DAUK in the BMJ: “Give NHS staff working with patients higher grade masks”

Ellen Welch
  • Protect the Frontline
3 minutes read
fit testing PPE

NHS staff who work directly with patients should have routine access to face masks that offer high protection because covid-19 infections threaten to overwhelm services, doctors’ leaders have said.

Three national organisations said that filtering facepiece respirators (FFP3s) should be made fully available because of the increased transmissibility of the omicron variant. The BMA, the Hospital Consultants and Specialists Association, and the Doctors’ Association UK, concerned at rising hospital admissions and rates of staff sickness, cite growing evidence that airborne transmission of SARS-CoV-2 is a major driver of infection.

They want better protection for all healthcare staff who work with or around patients who have covid-19, saying that the current guidance on FFP3 use and the NHS’s reliance on usual surgical masks leave staff at increased risk of infection.

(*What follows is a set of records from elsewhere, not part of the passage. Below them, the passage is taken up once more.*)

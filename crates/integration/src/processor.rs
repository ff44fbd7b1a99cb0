//! Event enrichment with job metadata.

use std::sync::Weak;

use serde_json::json;
use tracing::debug;

use jobwatch_core::JobResult;
use jobwatch_reporting::{Event, Hint};
use jobwatch_worker::{Job, JobTimeout};

use crate::rq::IDENTIFIER;

/// Key of the job metadata entry in `Event::extra`.
pub const JOB_EXTRA_KEY: &str = "rq-job";

/// Second component of the fingerprint shared by all timeouts of a function.
pub const TIMEOUT_FINGERPRINT_TYPE: &str = "JobTimeoutException";

/// Event processor bound to a job it does not keep alive.
pub fn make_event_processor(
    job: Weak<Job>,
) -> impl Fn(Event, &Hint) -> Option<Event> + Send + Sync + 'static {
    move |event, hint| Some(enrich(event, hint, &job))
}

/// Annotate `event` with the job's metadata.
///
/// Each step is independent: a field that cannot be decoded skips that step
/// only. If the job is gone the event is returned untouched.
pub fn enrich(mut event: Event, hint: &Hint, job: &Weak<Job>) -> Event {
    let Some(job) = job.upgrade() else {
        return event;
    };

    step(&job, "transaction", || {
        event.transaction = Some(job.func_name()?);
        Ok(())
    });

    step(&job, "extra", || {
        let entry = json!({
            "job_id": job.id().as_str(),
            "func": job.func_name()?,
            "args": job.args()?,
            "kwargs": job.kwargs()?,
            "description": job.description()?,
        });
        event.extra.insert(JOB_EXTRA_KEY.to_string(), entry);
        Ok(())
    });

    let timed_out = hint
        .exc_info
        .as_ref()
        .is_some_and(|exc| exc.is::<JobTimeout>());
    if timed_out {
        step(&job, "fingerprint", || {
            event.fingerprint = Some(vec![
                IDENTIFIER.to_string(),
                TIMEOUT_FINGERPRINT_TYPE.to_string(),
                job.func_name()?,
            ]);
            Ok(())
        });
    }

    event
}

fn step<F>(job: &Job, name: &'static str, f: F)
where
    F: FnOnce() -> JobResult<()>,
{
    if let Err(e) = f() {
        debug!(job_id = %job.id(), step = name, error = %e, "skipped event enrichment step");
    }
}
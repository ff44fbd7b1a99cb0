//! Function registry: maps job function names to code.

use std::collections::HashMap;
use std::fmt;
use std::sync::Arc;

use serde_json::Value;

use crate::job::JobCall;

/// A callable job function.
pub type JobFunction = Arc<dyn Fn(&JobCall) -> anyhow::Result<Value> + Send + Sync>;

#[derive(Clone, Default)]
pub struct FunctionRegistry {
    functions: HashMap<String, JobFunction>,
}

impl FunctionRegistry {
    pub fn new() -> Self {
        Self::default()
    }

    /// Register `func` under `pattern`.
    ///
    /// Patterns are exact names, a category (`"mail.*"`) or the wildcard `"*"`.
    pub fn register<F>(&mut self, pattern: impl Into<String>, func: F)
    where
        F: Fn(&JobCall) -> anyhow::Result<Value> + Send + Sync + 'static,
    {
        self.functions.insert(pattern.into(), Arc::new(func));
    }

    /// Resolve a function name.
    pub fn get(&self, name: &str) -> Option<JobFunction> {
        // Try exact match first
        if let Some(f) = self.functions.get(name) {
            return Some(f.clone());
        }

        // Then the longest matching category ("mail.*" matches "mail.send")
        let category = self
            .functions
            .iter()
            .filter_map(|(pattern, f)| {
                let prefix = pattern.strip_suffix(".*")?;
                let rest = name.strip_prefix(prefix)?;
                rest.starts_with('.').then_some((prefix.len(), f))
            })
            .max_by_key(|(len, _)| *len)
            .map(|(_, f)| f.clone());
        if category.is_some() {
            return category;
        }

        self.functions.get("*").cloned()
    }

    pub fn contains(&self, name: &str) -> bool {
        self.get(name).is_some()
    }

    pub fn len(&self) -> usize {
        self.functions.len()
    }

    pub fn is_empty(&self) -> bool {
        self.functions.is_empty()
    }
}

impl fmt::Debug for FunctionRegistry {
    fn fmt(&self, f: &mut fmt::Formatter<'_>) -> fmt::Result {
        let mut names: Vec<&String> = self.functions.keys().collect();
        names.sort();
        f.debug_struct("FunctionRegistry").field("functions", &names).finish()
    }
}

#[cfg(test)]
mod tests {
    use super::*;
    use serde_json::{Map, json};

    fn call(func: &str) -> JobCall {
        JobCall {
            func: func.into(),
            args: Vec::new(),
            kwargs: Map::new(),
        }
    }

    #[test]
    fn exact_match_wins() {
        let mut registry = FunctionRegistry::new();
        registry.register("mail.send", |_| Ok(json!("exact")));
        registry.register("mail.*", |_| Ok(json!("category")));

        let f = registry.get("mail.send").unwrap();
        assert_eq!(f(&call("mail.send")).unwrap(), json!("exact"));
    }

    #[test]
    fn category_handler() {
        let mut registry = FunctionRegistry::new();
        registry.register("mail.*", |_| Ok(json!("category")));

        assert!(registry.contains("mail.digest"));
        assert!(!registry.contains("mailer.digest"));
    }

    #[test]
    fn wildcard_handler() {
        let mut registry = FunctionRegistry::new();
        registry.register("*", |_| Ok(Value::Null));

        assert!(registry.contains("anything"));
        assert_eq!(registry.len(), 1);
    }

    #[test]
    fn unknown_names_resolve_to_none() {
        let registry = FunctionRegistry::new();
        assert!(registry.is_empty());
        assert!(registry.get("missing").is_none());
    }
}
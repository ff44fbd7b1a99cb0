//! `jobwatch-core` — primitives shared by the worker, the reporting client and the
//! integration that joins them.
//!
//! Nothing in here performs IO or logging.

pub mod error;
pub mod exc;
pub mod id;

pub use error::{JobError, JobResult};
pub use exc::ExcInfo;
pub use id::{JobId, TenantId, UserId};
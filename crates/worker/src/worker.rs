//! Worker: pulls jobs off queues and runs them.

use std::sync::{Arc, Mutex, mpsc};
use std::thread;
use std::time::{Duration, Instant};

use tracing::{debug, error, info, warn};

use jobwatch_core::{ExcInfo, JobError};

use crate::job::Job;
use crate::middleware::{JobMiddleware, Next};
use crate::queue::Queue;
use crate::registry::FunctionRegistry;
use crate::timeouts::call_with_timeout;

/// Default job timeout, applied when a job sets none.
pub const DEFAULT_JOB_TIMEOUT: Duration = Duration::from_secs(180);

/// Exception handler. Returns `true` to fall through to the next handler.
pub type ExceptionHandler = Arc<dyn Fn(&Job, &ExcInfo) -> bool + Send + Sync>;

/// Where a job runs.
#[derive(Debug, Clone, Copy, PartialEq, Eq, Default)]
pub enum ExecutionMode {
    /// On the worker's own thread.
    #[default]
    InProcess,
    /// On a dedicated horse thread per job, which ends right after the job.
    Horse,
}

/// Worker configuration.
#[derive(Debug, Clone)]
pub struct WorkerConfig {
    /// Name for logging
    pub name: String,
    /// How often to poll empty queues
    pub poll_interval: Duration,
    pub mode: ExecutionMode,
    /// Timeout for jobs that set none; `None` runs them unbounded
    pub default_timeout: Option<Duration>,
}

impl Default for WorkerConfig {
    fn default() -> Self {
        Self {
            name: "worker".to_string(),
            poll_interval: Duration::from_millis(100),
            mode: ExecutionMode::InProcess,
            default_timeout: Some(DEFAULT_JOB_TIMEOUT),
        }
    }
}

/// Worker runtime statistics.
#[derive(Debug, Clone, Default, PartialEq, Eq, serde::Serialize)]
pub struct WorkerStats {
    pub jobs_processed: u64,
    pub jobs_succeeded: u64,
    pub jobs_failed: u64,
    pub uptime_secs: u64,
}

/// Builds a [`Worker`]. The middleware list is final once built.
pub struct WorkerBuilder {
    config: WorkerConfig,
    queues: Vec<Arc<Queue>>,
    functions: FunctionRegistry,
    middleware: Vec<Arc<dyn JobMiddleware>>,
    exception_handlers: Vec<ExceptionHandler>,
}

impl WorkerBuilder {
    pub fn config(mut self, config: WorkerConfig) -> Self {
        self.config = config;
        self
    }

    pub fn queue(mut self, queue: Arc<Queue>) -> Self {
        self.queues.push(queue);
        self
    }

    pub fn function<F>(mut self, pattern: impl Into<String>, func: F) -> Self
    where
        F: Fn(&crate::job::JobCall) -> anyhow::Result<serde_json::Value> + Send + Sync + 'static,
    {
        self.functions.register(pattern, func);
        self
    }

    pub fn functions(mut self, functions: FunctionRegistry) -> Self {
        self.functions = functions;
        self
    }

    pub fn mode(mut self, mode: ExecutionMode) -> Self {
        self.config.mode = mode;
        self
    }

    pub fn default_timeout(mut self, timeout: Option<Duration>) -> Self {
        self.config.default_timeout = timeout;
        self
    }

    pub fn poll_interval(mut self, interval: Duration) -> Self {
        self.config.poll_interval = interval;
        self
    }

    pub fn middleware<M: JobMiddleware + 'static>(self, middleware: M) -> Self {
        self.middleware_arc(Arc::new(middleware))
    }

    /// Append a middleware. A middleware whose name is already installed is
    /// skipped, so installing twice never wraps twice.
    pub fn middleware_arc(mut self, middleware: Arc<dyn JobMiddleware>) -> Self {
        let name = middleware.name();
        if self.middleware.iter().any(|m| m.name() == name) {
            warn!(worker = %self.config.name, middleware = name, "middleware already installed");
            return self;
        }
        self.middleware.push(middleware);
        self
    }

    /// Push an exception handler. Handlers run newest first.
    pub fn exception_handler<F>(mut self, handler: F) -> Self
    where
        F: Fn(&Job, &ExcInfo) -> bool + Send + Sync + 'static,
    {
        self.exception_handlers.push(Arc::new(handler));
        self
    }

    pub fn build(self) -> Worker {
        Worker {
            config: self.config,
            queues: self.queues,
            functions: Arc::new(self.functions),
            middleware: self.middleware,
            exception_handlers: self.exception_handlers,
            horse: false,
        }
    }
}

/// Background job worker.
#[derive(Clone)]
pub struct Worker {
    config: WorkerConfig,
    queues: Vec<Arc<Queue>>,
    functions: Arc<FunctionRegistry>,
    middleware: Vec<Arc<dyn JobMiddleware>>,
    exception_handlers: Vec<ExceptionHandler>,
    horse: bool,
}

impl Worker {
    pub fn builder(name: impl Into<String>) -> WorkerBuilder {
        WorkerBuilder {
            config: WorkerConfig {
                name: name.into(),
                ..Default::default()
            },
            queues: Vec::new(),
            functions: FunctionRegistry::new(),
            middleware: Vec::new(),
            exception_handlers: Vec::new(),
        }
    }

    pub fn name(&self) -> &str {
        &self.config.name
    }

    pub fn config(&self) -> &WorkerConfig {
        &self.config
    }

    pub fn queues(&self) -> &[Arc<Queue>] {
        &self.queues
    }

    /// Whether this is a horse: a per-job worker that ends right after the
    /// job and must not leave anything buffered behind.
    pub fn is_horse(&self) -> bool {
        self.horse
    }

    pub fn middleware_names(&self) -> Vec<&'static str> {
        self.middleware.iter().map(|m| m.name()).collect()
    }

    /// Run `job` through the middleware chain. Returns whether it succeeded.
    pub fn perform_job(&self, job: &Arc<Job>) -> bool {
        Next::new(&self.middleware).run(self, job)
    }

    /// Report a failed job: middleware hooks first, then the exception
    /// handlers, newest first, until one returns `false`.
    pub fn handle_exception(&self, job: &Arc<Job>, exc_info: &ExcInfo) {
        for middleware in &self.middleware {
            middleware.on_exception(self, job, exc_info);
        }

        for handler in self.exception_handlers.iter().rev() {
            if !handler(job.as_ref(), exc_info) {
                debug!(worker = %self.config.name, job_id = %job.id(), "exception handler stopped fall-through");
                return;
            }
        }

        warn!(
            worker = %self.config.name,
            job_id = %job.id(),
            exc_type = exc_info.type_name(),
            error = exc_info.value(),
            "job failed"
        );
    }

    /// End of the middleware chain: actually run the job.
    pub(crate) fn run_job_inner(&self, job: &Arc<Job>) -> bool {
        job.mark_started(&self.config.name);
        debug!(worker = %self.config.name, job_id = %job.id(), horse = self.horse, "job started");

        match self.call_job(job) {
            Ok(value) => {
                job.mark_finished(value);
                if let Some(queue) = self.origin_queue(job) {
                    queue.record_finished(job);
                }
                info!(worker = %self.config.name, job_id = %job.id(), "job finished");
                true
            }
            Err(exc_info) => {
                job.mark_failed(&exc_info);
                self.handle_exception(job, &exc_info);
                if let Some(queue) = self.origin_queue(job) {
                    queue.record_failed(job.clone());
                }
                false
            }
        }
    }

    fn call_job(&self, job: &Job) -> Result<serde_json::Value, ExcInfo> {
        let call = job.call().map_err(ExcInfo::new)?;
        let func = self
            .functions
            .get(&call.func)
            .ok_or_else(|| ExcInfo::new(JobError::no_such_function(&call.func)))?;
        let timeout = job.timeout().or(self.config.default_timeout);
        call_with_timeout(func, call, timeout)
    }

    fn origin_queue(&self, job: &Job) -> Option<&Arc<Queue>> {
        let origin = job.origin()?;
        self.queues.iter().find(|q| q.name() == origin)
    }

    fn horse_view(&self) -> Worker {
        let mut horse = self.clone();
        horse.horse = true;
        horse
    }

    /// Execute a dequeued job according to the configured mode.
    pub fn execute_job(&self, job: Arc<Job>) -> bool {
        match self.config.mode {
            ExecutionMode::InProcess => self.perform_job(&job),
            ExecutionMode::Horse => self.fork_work_horse(job),
        }
    }

    fn fork_work_horse(&self, job: Arc<Job>) -> bool {
        let horse = self.horse_view();
        let horse_job = job.clone();
        let spawned = thread::Builder::new()
            .name(format!("{}-horse", self.config.name))
            .spawn(move || horse.perform_job(&horse_job));

        let outcome = match spawned {
            Ok(handle) => handle.join(),
            Err(e) => {
                error!(worker = %self.config.name, error = %e, "failed to spawn horse");
                self.fail_unperformed(&job, ExcInfo::from_anyhow(anyhow::Error::new(e)));
                return false;
            }
        };

        match outcome {
            Ok(succeeded) => succeeded,
            Err(_) => {
                error!(worker = %self.config.name, job_id = %job.id(), "horse died unexpectedly");
                self.fail_unperformed(&job, ExcInfo::new(JobError::panicked("work horse died")));
                false
            }
        }
    }

    fn fail_unperformed(&self, job: &Arc<Job>, exc_info: ExcInfo) {
        job.mark_failed(&exc_info);
        if let Some(queue) = self.origin_queue(job) {
            queue.record_failed(job.clone());
        }
    }

    fn dequeue(&self) -> Option<Arc<Job>> {
        self.queues.iter().find_map(|q| q.dequeue())
    }

    /// Process jobs until the queues are empty. Returns the run's statistics.
    pub fn work_burst(&self) -> WorkerStats {
        let stats = Mutex::new(WorkerStats::default());
        self.work_loop(true, None, &stats);
        stats.into_inner().unwrap()
    }

    /// Run the worker on its own thread until shut down.
    pub fn spawn(self) -> std::io::Result<WorkerHandle> {
        let (shutdown_tx, shutdown_rx) = mpsc::channel::<()>();
        let stats = Arc::new(Mutex::new(WorkerStats::default()));
        let stats_clone = stats.clone();

        let join = thread::Builder::new()
            .name(self.config.name.clone())
            .spawn(move || {
                self.work_loop(false, Some(&shutdown_rx), &stats_clone);
            })?;

        Ok(WorkerHandle {
            shutdown: shutdown_tx,
            join: Some(join),
            stats,
        })
    }

    fn work_loop(&self, burst: bool, shutdown_rx: Option<&mpsc::Receiver<()>>, stats: &Mutex<WorkerStats>) {
        info!(worker = %self.config.name, burst, mode = ?self.config.mode, "worker started");
        let start_time = Instant::now();

        loop {
            if let Some(rx) = shutdown_rx {
                if rx.try_recv().is_ok() {
                    break;
                }
            }

            stats.lock().unwrap().uptime_secs = start_time.elapsed().as_secs();

            match self.dequeue() {
                Some(job) => {
                    debug!(worker = %self.config.name, job_id = %job.id(), "claimed job");
                    let succeeded = self.execute_job(job);

                    let mut s = stats.lock().unwrap();
                    s.jobs_processed += 1;
                    if succeeded {
                        s.jobs_succeeded += 1;
                    } else {
                        s.jobs_failed += 1;
                    }
                }
                None if burst => break,
                None => thread::sleep(self.config.poll_interval),
            }
        }

        info!(worker = %self.config.name, "worker stopped");
    }
}

impl std::fmt::Debug for Worker {
    fn fmt(&self, f: &mut std::fmt::Formatter<'_>) -> std::fmt::Result {
        f.debug_struct("Worker")
            .field("config", &self.config)
            .field("queues", &self.queues.iter().map(|q| q.name()).collect::<Vec<_>>())
            .field("middleware", &self.middleware_names())
            .field("horse", &self.horse)
            .finish()
    }
}

/// Handle to control a running worker.
#[derive(Debug)]
pub struct WorkerHandle {
    shutdown: mpsc::Sender<()>,
    join: Option<thread::JoinHandle<()>>,
    stats: Arc<Mutex<WorkerStats>>,
}

impl WorkerHandle {
    /// Request graceful shutdown and wait for the current job to finish.
    pub fn shutdown(mut self) {
        let _ = self.shutdown.send(());
        if let Some(j) = self.join.take() {
            let _ = j.join();
        }
    }

    /// Get current worker statistics.
    pub fn stats(&self) -> WorkerStats {
        self.stats.lock().unwrap().clone()
    }
}
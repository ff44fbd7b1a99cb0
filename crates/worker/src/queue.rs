//! In-memory queues and their job registries.

use std::collections::{HashMap, VecDeque};
use std::sync::{Arc, Mutex, RwLock};

use jobwatch_core::JobId;

use crate::job::Job;

/// Queue error.
#[derive(Debug, Clone, PartialEq, Eq, thiserror::Error)]
pub enum QueueError {
    #[error("job already queued: {0}")]
    AlreadyQueued(JobId),
    #[error("job not found: {0}")]
    NotFound(JobId),
}

/// Queue statistics.
#[derive(Debug, Clone, Default, PartialEq, Eq, serde::Serialize)]
pub struct QueueStats {
    pub queued: usize,
    pub finished: usize,
    pub failed: usize,
}

/// A named FIFO of jobs.
///
/// Finished jobs are only remembered by id so the queue does not keep them
/// alive; failed jobs are kept whole for inspection and requeueing.
#[derive(Debug)]
pub struct Queue {
    name: String,
    jobs: Mutex<VecDeque<Arc<Job>>>,
    finished: RwLock<Vec<JobId>>,
    failed: RwLock<HashMap<JobId, Arc<Job>>>,
}

impl Queue {
    pub fn new(name: impl Into<String>) -> Self {
        Self {
            name: name.into(),
            jobs: Mutex::new(VecDeque::new()),
            finished: RwLock::new(Vec::new()),
            failed: RwLock::new(HashMap::new()),
        }
    }

    pub fn arc(name: impl Into<String>) -> Arc<Self> {
        Arc::new(Self::new(name))
    }

    pub fn name(&self) -> &str {
        &self.name
    }

    /// Put a job at the back of the queue.
    pub fn enqueue(&self, job: Job) -> Result<Arc<Job>, QueueError> {
        let mut jobs = self.jobs.lock().unwrap();
        if jobs.iter().any(|j| j.id() == job.id()) {
            return Err(QueueError::AlreadyQueued(job.id().clone()));
        }

        let mut job = job;
        job.set_origin(&self.name);
        let job = Arc::new(job);
        job.mark_queued();
        jobs.push_back(job.clone());
        Ok(job)
    }

    /// Pop the oldest job, if any.
    pub fn dequeue(&self) -> Option<Arc<Job>> {
        self.jobs.lock().unwrap().pop_front()
    }

    pub fn len(&self) -> usize {
        self.jobs.lock().unwrap().len()
    }

    pub fn is_empty(&self) -> bool {
        self.len() == 0
    }

    pub fn job_ids(&self) -> Vec<JobId> {
        self.jobs
            .lock()
            .unwrap()
            .iter()
            .map(|j| j.id().clone())
            .collect()
    }

    pub(crate) fn record_finished(&self, job: &Job) {
        self.finished.write().unwrap().push(job.id().clone());
    }

    pub(crate) fn record_failed(&self, job: Arc<Job>) {
        self.failed.write().unwrap().insert(job.id().clone(), job);
    }

    pub fn finished_job_ids(&self) -> Vec<JobId> {
        self.finished.read().unwrap().clone()
    }

    pub fn failed_jobs(&self) -> Vec<Arc<Job>> {
        let mut jobs: Vec<Arc<Job>> = self.failed.read().unwrap().values().cloned().collect();
        jobs.sort_by_key(|j| j.created_at());
        jobs
    }

    /// Move a failed job back onto the queue.
    pub fn requeue(&self, job_id: &JobId) -> Result<Arc<Job>, QueueError> {
        let job = self
            .failed
            .write()
            .unwrap()
            .remove(job_id)
            .ok_or_else(|| QueueError::NotFound(job_id.clone()))?;

        job.mark_queued();
        self.jobs.lock().unwrap().push_back(job.clone());
        Ok(job)
    }

    pub fn stats(&self) -> QueueStats {
        QueueStats {
            queued: self.len(),
            finished: self.finished.read().unwrap().len(),
            failed: self.failed.read().unwrap().len(),
        }
    }

    /// Drop every queued job. Registries are left alone.
    pub fn empty(&self) -> usize {
        let mut jobs = self.jobs.lock().unwrap();
        let n = jobs.len();
        jobs.clear();
        n
    }
}

#[cfg(test)]
mod tests {
    use super::*;
    use crate::job::JobStatus;
    use serde_json::Map;

    fn job(id: &str) -> Job {
        Job::new("noop", Vec::new(), Map::new()).with_id(id)
    }

    #[test]
    fn fifo_order_and_origin() {
        let queue = Queue::new("default");
        queue.enqueue(job("1")).unwrap();
        queue.enqueue(job("2")).unwrap();

        let first = queue.dequeue().unwrap();
        assert_eq!(first.id().as_str(), "1");
        assert_eq!(first.origin(), Some("default"));
        assert_eq!(first.status(), JobStatus::Queued);
        assert_eq!(queue.job_ids(), vec![JobId::from("2")]);
    }

    #[test]
    fn duplicate_ids_are_rejected() {
        let queue = Queue::new("default");
        queue.enqueue(job("1")).unwrap();
        assert_eq!(
            queue.enqueue(job("1")).unwrap_err(),
            QueueError::AlreadyQueued(JobId::from("1"))
        );
    }

    #[test]
    fn failed_jobs_can_be_requeued() {
        let queue = Queue::new("default");
        let queued = queue.enqueue(job("1")).unwrap();
        let claimed = queue.dequeue().unwrap();
        drop(queued);
        queue.record_failed(claimed);

        assert_eq!(queue.stats().failed, 1);
        let requeued = queue.requeue(&JobId::from("1")).unwrap();
        assert_eq!(requeued.status(), JobStatus::Queued);
        assert_eq!(queue.stats(), QueueStats { queued: 1, finished: 0, failed: 0 });
        assert!(matches!(queue.requeue(&JobId::from("1")), Err(QueueError::NotFound(_))));
    }

    #[test]
    fn finished_registry_keeps_ids_only() {
        let queue = Queue::new("default");
        let job = queue.enqueue(job("1")).unwrap();
        let _ = queue.dequeue();
        queue.record_finished(&job);

        let weak = Arc::downgrade(&job);
        drop(job);
        assert!(weak.upgrade().is_none());
        assert_eq!(queue.finished_job_ids(), vec![JobId::from("1")]);
    }

    #[test]
    fn empty_clears_queue() {
        let queue = Queue::new("default");
        queue.enqueue(job("1")).unwrap();
        queue.enqueue(job("2")).unwrap();
        assert_eq!(queue.empty(), 2);
        assert!(queue.is_empty());
    }
}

Jenny Vaughan, who chairs the Doctors’ Association UK, said that staff were deeply concerned that the NHS could be overwhelmed by high numbers of patients needing beds in wards and critical care. “Our frontline workers must be protected,” she said.

Research published earlier this year showed that FFP3 masks for healthcare workers on covid-19 wards reduced hospital acquired SARS-CoV-2 infections.

The NHS is required to follow UK national guidance on infection and prevention control, which was updated by the UK Health Security Agency on 21 December. This says that an FFP3 respirator (or equivalent) must be used by staff when they care for patients with a suspected or confirmed infection that is spread wholly by the airborne route, and when performing aerosol generating procedures on a patient with a suspected or confirmed infection spread wholly or partly by the droplet or airborne route.

FFP3 masks can be used more widely when transmission risk remains unacceptably high, after local risk assessments that should include “evaluation of ventilation in the area, operational capacity, and local prevalence of infection/new SARS-CoV-2 variants of concern.”

But doctors’ leaders said the guidance did not do enough to minimise the risks to all staff who may be exposed to the virus, nor did it guarantee an adequate supply of FFP3 masks.

In an open letter to the UK Health Security Agency, published last week, the Doctors’ Association UK said the distinction between normal patient care and “aerosol generating procedures” was “artificial” and that the latest guidance would confuse NHS trusts over how to fulfil their health and safety responsibilities.

The letter said, “We now know that breathing is sufficient to generate airborne coronavirus capable of infecting others who are breathing the same air. With omicron rates doubling roughly every two days we must treat every patient we see as being a potential carrier of covid. We believe it is necessary to provide FFP3 masks for all staff working indoors where exhaled air from patients is circulating.”